Work required — Repeat verbatim, and only, the lines of the data below, beginning at the line that contains "info!(topic = %new.key.topic, style" and stopping after the line that contains "assert!(!not_modified(&headers, &etag));".

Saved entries
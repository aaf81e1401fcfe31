//! Chat messages exchanged between a user and a persona.

use serde::{Deserialize, Serialize};
use strum::{AsRefStr, EnumString};

use crate::{Error, Result};

/// Who authored a chat message.
#[derive(
  Debug, Clone, Copy, PartialEq, Eq, Serialize, Deserialize, AsRefStr, EnumString,
)]
#[serde(rename_all = "lowercase")]
#[strum(serialize_all = "lowercase")]
pub enum Role {
  User,
  Assistant,
}

/// A single turn of a one-on-one conversation.
#[derive(Debug, Clone, PartialEq, Eq, Serialize, Deserialize)]
pub struct ChatMessage {
  pub role:    Role,
  pub content: String,
}

impl ChatMessage {
  pub fn user(content: impl Into<String>) -> Self {
    Self { role: Role::User, content: content.into() }
  }

  pub fn assistant(content: impl Into<String>) -> Self {
    Self { role: Role::Assistant, content: content.into() }
  }
}

/// Check that a conversation can be sent to a model and return the pending
/// user message.
pub fn last_user_message(messages: &[ChatMessage]) -> Result<&ChatMessage> {
  let last = messages.last().ok_or(Error::EmptyConversation)?;
  if last.role != Role::User {
    return Err(Error::LastMessageNotFromUser);
  }
  Ok(last)
}

#[cfg(test)]
mod tests {
  use super::*;

  #[test]
  fn empty_conversation_is_rejected() {
    assert!(matches!(last_user_message(&[]), Err(Error::EmptyConversation)));
  }

  #[test]
  fn trailing_assistant_message_is_rejected() {
    let msgs = vec![ChatMessage::user("안녕하세요"), ChatMessage::assistant("네")];
    assert!(matches!(
      last_user_message(&msgs),
      Err(Error::LastMessageNotFromUser)
    ));
  }

  #[test]
  fn role_serialises_lowercase() {
    let json = serde_json::to_string(&ChatMessage::user("hi")).unwrap();
    assert_eq!(json, r#"{"role":"user","content":"hi"}"#);
    assert_eq!(Role::Assistant.as_ref(), "assistant");
  }
}
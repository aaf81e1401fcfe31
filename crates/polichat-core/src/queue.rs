//! Single-slot send queue for chat input.
//!
//! While a reply is streaming the user may keep typing. Only the latest
//! message typed during the stream is kept; it is sent once the stream ends.

#[derive(Debug, Clone, PartialEq, Eq)]
pub enum Submit {
  /// Nothing in flight; send immediately.
  SendNow(String),
  /// Parked until the current stream completes.
  Queued,
  /// Parked, replacing a message that was already waiting.
  Replaced { dropped: String },
}

#[derive(Debug, Default)]
pub struct SendQueue {
  in_flight: bool,
  slot:      Option<String>,
}

impl SendQueue {
  pub fn new() -> Self { Self::default() }

  pub fn is_streaming(&self) -> bool { self.in_flight }

  pub fn pending(&self) -> Option<&str> { self.slot.as_deref() }

  pub fn submit(&mut self, message: impl Into<String>) -> Submit {
    let message = message.into();
    if !self.in_flight {
      self.in_flight = true;
      return Submit::SendNow(message);
    }
    match self.slot.replace(message) {
      Some(dropped) => Submit::Replaced { dropped },
      None => Submit::Queued,
    }
  }

  /// Mark the in-flight stream as done. Returns the parked message, which
  /// is now itself in flight.
  pub fn complete(&mut self) -> Option<String> {
    let next = self.slot.take();
    self.in_flight = next.is_some();
    next
  }
}
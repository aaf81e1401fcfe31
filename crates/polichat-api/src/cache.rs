//! Versioned debate transcript cache.
//!
//! | Method | Path            | Notes                                              |
//! |--------|-----------------|----------------------------------------------------|
//! | `GET`  | `/debate/cache` | `?topic&style&debate_type[&version]`; ETag, 304     |
//! | `POST` | `/debate/cache` | Stores at `latest + 1`, retrying version conflicts  |
//!
//! ETags are SHA-256 over the key, version and creation time of a transcript,
//! so a given stored version always has the same tag.

use axum::{
  Json,
  extract::{Query, State},
  http::{HeaderMap, StatusCode, header},
  response::{IntoResponse, Response},
};
use polichat_core::{
  debate::{DebateKey, DebateStyle, DebateType, MAX_VERSION_ATTEMPTS, NewTranscript, Transcript, VersionedInsert},
  store::PolichatStore,
};
use serde::Deserialize;
use sha2::{Digest, Sha256};
use tracing::{debug, info};

use crate::{AppState, error::ApiError};

#[derive(Debug, Deserialize)]
pub struct CacheQuery {
  pub topic:       String,
  #[serde(default)]
  pub style:       DebateStyle,
  #[serde(default)]
  pub debate_type: DebateType,
  pub version:     Option<u32>,
}

/// Quoted strong ETag for a stored transcript.
pub fn transcript_etag(transcript: &Transcript) -> String {
  let mut hasher = Sha256::new();
  hasher.update(transcript.key.topic.as_bytes());
  hasher.update([0]);
  hasher.update(transcript.key.style.as_ref().as_bytes());
  hasher.update([0]);
  hasher.update(transcript.key.debate_type.as_ref().as_bytes());
  hasher.update(transcript.version.to_le_bytes());
  hasher.update(transcript.created_at.timestamp_micros().to_le_bytes());
  format!("\"{}\"", hex::encode(hasher.finalize()))
}

/// Whether `If-None-Match` already names `etag` (or `*`).
fn not_modified(headers: &HeaderMap, etag: &str) -> bool {
  headers
    .get_all(header::IF_NONE_MATCH)
    .iter()
    .filter_map(|v| v.to_str().ok())
    .flat_map(|v| v.split(','))
    .map(|t| t.trim().trim_start_matches("W/"))
    .any(|t| t == "*" || t == etag)
}

// ─── Get ─────────────────────────────────────────────────────────────────────

pub async fn get_one<S>(
  State(state): State<AppState<S>>,
  Query(q): Query<CacheQuery>,
  headers: HeaderMap,
) -> Result<Response, ApiError>
where
  S: PolichatStore + 'static,
{
  let key = DebateKey::new(&q.topic, q.style, q.debate_type);
  if key.topic.is_empty() {
    return Err(ApiError::BadRequest("topic is required".into()));
  }

  let found = match q.version {
    Some(version) => state.store.get_transcript(&key, version).await,
    None => state.store.latest_transcript(&key).await,
  }
  .map_err(ApiError::store)?;
  let transcript = found.ok_or_else(|| ApiError::NotFound(format!("no cached debate for {}", key.topic)))?;

  let etag = transcript_etag(&transcript);
  if not_modified(&headers, &etag) {
    return Ok((StatusCode::NOT_MODIFIED, [(header::ETAG, etag)]).into_response());
  }
  Ok(([(header::ETAG, etag)], Json(transcript)).into_response())
}

// ─── Create ──────────────────────────────────────────────────────────────────

pub async fn create<S>(
  State(state): State<AppState<S>>,
  Json(body): Json<NewTranscript>,
) -> Result<Response, ApiError>
where
  S: PolichatStore + 'static,
{
  if body.messages.is_empty() {
    return Err(ApiError::BadRequest("a transcript needs at least one message".into()));
  }
  let key = DebateKey::new(&body.key.topic, body.key.style, body.key.debate_type);
  if key.topic.is_empty() {
    return Err(ApiError::BadRequest("topic is required".into()));
  }

  let transcript = save_next_version(&*state.store, NewTranscript { key, ..body }).await?;
  let etag = transcript_etag(&transcript);
  Ok((StatusCode::CREATED, [(header::ETAG, etag)], Json(transcript)).into_response())
}

/// Insert at `latest + 1`. A concurrent writer taking the same version
/// triggers a re-read; after [`MAX_VERSION_ATTEMPTS`] the save fails with a
/// server error rather than a conflict.
pub async fn save_next_version<S: PolichatStore>(
  store: &S,
  new: NewTranscript,
) -> Result<Transcript, ApiError> {
  for attempt in 1..=MAX_VERSION_ATTEMPTS {
    let version = store.latest_version(&new.key).await.map_err(ApiError::store)?.map_or(1, |v| v + 1);
    match store.insert_transcript(new.clone(), version).await.map_err(ApiError::store)? {
      VersionedInsert::Inserted(transcript) => {
        info!(topic = %new.key.topic, style = %new.key.style, version, "cached debate");
        return Ok(transcript);
      }
      VersionedInsert::Conflict => debug!(attempt, version, "cache version taken, retrying"),
    }
  }
  Err(ApiError::Internal(format!(
    "could not allocate a cache version after {MAX_VERSION_ATTEMPTS} attempts"
  )))
}

#[cfg(test)]
mod tests {
  use axum::http::HeaderValue;
  use chrono::{TimeZone, Utc};

  use super::*;

  fn transcript(version: u32, micros: i64) -> Transcript {
    Transcript {
      key: DebateKey::new("기본소득", DebateStyle::Calm, DebateType::Topic),
      version,
      messages: vec![],
      judgment: None,
      created_at: Utc.timestamp_micros(micros).unwrap(),
    }
  }

  #[test]
  fn etag_tracks_version_and_creation_time() {
    let a = transcript_etag(&transcript(1, 1_000));
    assert_eq!(a, transcript_etag(&transcript(1, 1_000)));
    assert_ne!(a, transcript_etag(&transcript(2, 1_000)));
    assert_ne!(a, transcript_etag(&transcript(1, 2_000)));
    assert!(a.starts_with('"') && a.ends_with('"'));
  }

  #[test]
  fn if_none_match_lists_and_wildcards() {
    let etag = transcript_etag(&transcript(1, 1_000));
    let mut headers = HeaderMap::new();
    assert!(!not_modified(&headers, &etag));

    headers.insert(header::IF_NONE_MATCH, HeaderValue::from_str(&format!("\"x\", W/{etag}")).unwrap());
    assert!(not_modified(&headers, &etag));

    headers.insert(header::IF_NONE_MATCH, HeaderValue::from_static("*"));
    assert!(not_modified(&headers, &etag));
  }
}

Exercise answer —
        info!(topic = %new.key.topic, style = %new.key.style, version, "cached debate");
        return Ok(transcript);
      }
      VersionedInsert::Conflict => debug!(attempt, version, "cache version taken, retrying"),
    }
  }
  Err(ApiError::Internal(format!(
    "could not allocate a cache version after {MAX_VERSION_ATTEMPTS} attempts"
  )))
}

#[cfg(test)]
mod tests {
  use axum::http::HeaderValue;
  use chrono::{TimeZone, Utc};

  use super::*;

  fn transcript(version: u32, micros: i64) -> Transcript {
    Transcript {
      key: DebateKey::new("기본소득", DebateStyle::Calm, DebateType::Topic),
      version,
      messages: vec![],
      judgment: None,
      created_at: Utc.timestamp_micros(micros).unwrap(),
    }
  }

  #[test]
  fn etag_tracks_version_and_creation_time() {
    let a = transcript_etag(&transcript(1, 1_000));
    assert_eq!(a, transcript_etag(&transcript(1, 1_000)));
    assert_ne!(a, transcript_etag(&transcript(2, 1_000)));
    assert_ne!(a, transcript_etag(&transcript(1, 2_000)));
    assert!(a.starts_with('"') && a.ends_with('"'));
  }

  #[test]
  fn if_none_match_lists_and_wildcards() {
    let etag = transcript_etag(&transcript(1, 1_000));
    let mut headers = HeaderMap::new();
    assert!(!not_modified(&headers, &etag));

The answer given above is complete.